┏━━

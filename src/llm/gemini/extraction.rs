// src/llm/gemini/extraction.rs
// Response extraction helpers for Gemini generateContent responses

use super::types::{ContentPart, GenerateContentResponse, InlineData};

fn first_candidate_parts(response: &GenerateContentResponse) -> &[ContentPart] {
    response
        .candidates
        .first()
        .and_then(|c| c.content.as_ref())
        .map(|c| c.parts.as_slice())
        .unwrap_or(&[])
}

/// First inline-data part with a non-empty payload
pub fn extract_inline_image(response: &GenerateContentResponse) -> Option<&InlineData> {
    first_candidate_parts(response).iter().find_map(|part| match part {
        ContentPart::InlineData { inline_data } if !inline_data.data.is_empty() => {
            Some(inline_data)
        }
        _ => None,
    })
}

/// Why the first candidate stopped, when the provider says so
pub fn finish_reason(response: &GenerateContentResponse) -> Option<&str> {
    response
        .candidates
        .first()
        .and_then(|c| c.finish_reason.as_deref())
}

/// Text parts joined with a single space
pub fn extract_text(response: &GenerateContentResponse) -> Option<String> {
    let text_parts: Vec<&str> = first_candidate_parts(response)
        .iter()
        .filter_map(|part| match part {
            ContentPart::Text { text } => Some(text.as_str()),
            ContentPart::InlineData { .. } => None,
        })
        .collect();

    if text_parts.is_empty() {
        None
    } else {
        Some(text_parts.join(" "))
    }
}

#[cfg(test)]
mod tests {
    use super::*;
    use crate::llm::Provider;
    use crate::llm::http_client::decode;

    fn parse(body: &str) -> GenerateContentResponse {
        decode(Provider::Gemini, body).unwrap()
    }

    // ============================================================================
    // extract_inline_image tests
    // ============================================================================

    #[test]
    fn test_inline_image_found_after_text() {
        let response = parse(
            r#"{"candidates": [{"content": {"role": "model", "parts": [
                {"text": "Here you go"},
                {"inlineData": {"mimeType": "image/png", "data": "aGVsbG8="}}
            ]}}]}"#,
        );
        let image = extract_inline_image(&response).unwrap();
        assert_eq!(image.mime_type.as_deref(), Some("image/png"));
        assert_eq!(image.data, "aGVsbG8=");
    }

    #[test]
    fn test_inline_image_skips_empty_data() {
        let response = parse(
            r#"{"candidates": [{"content": {"parts": [
                {"inlineData": {"mimeType": "image/png", "data": ""}}
            ]}}]}"#,
        );
        assert!(extract_inline_image(&response).is_none());
    }

    #[test]
    fn test_no_candidates() {
        let response = parse("{}");
        assert!(extract_inline_image(&response).is_none());
        assert!(extract_text(&response).is_none());
    }

    #[test]
    fn test_blocked_candidate_without_content() {
        let response = parse(r#"{"candidates": [{"finishReason": "SAFETY"}]}"#);
        assert!(extract_inline_image(&response).is_none());
        assert!(extract_text(&response).is_none());
        assert_eq!(finish_reason(&response), Some("SAFETY"));
    }

    // ============================================================================
    // extract_text tests
    // ============================================================================

    #[test]
    fn test_text_parts_joined_with_space() {
        let response = parse(
            r#"{"candidates": [{"content": {"parts": [
                {"text": "I cannot draw that."},
                {"text": "Here is a description."}
            ]}}]}"#,
        );
        assert_eq!(
            extract_text(&response).as_deref(),
            Some("I cannot draw that. Here is a description.")
        );
    }

    // ============================================================================
    // Shape validation
    // ============================================================================

    #[test]
    fn test_unknown_part_shape_is_rejected() {
        let result = decode::<GenerateContentResponse>(
            Provider::Gemini,
            r#"{"candidates": [{"content": {"parts": [{"functionCall": {"name": "x"}}]}}]}"#,
        );
        assert!(result.is_err());
    }
}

┗━━

PROBLEM TO SOLVE: Pull out every line above that holds the word "decode".

SOLUTION TO THE PROBLEM:
    use crate::llm::http_client::decode;
        decode(Provider::Gemini, body).unwrap()
        let result = decode::<GenerateContentResponse>(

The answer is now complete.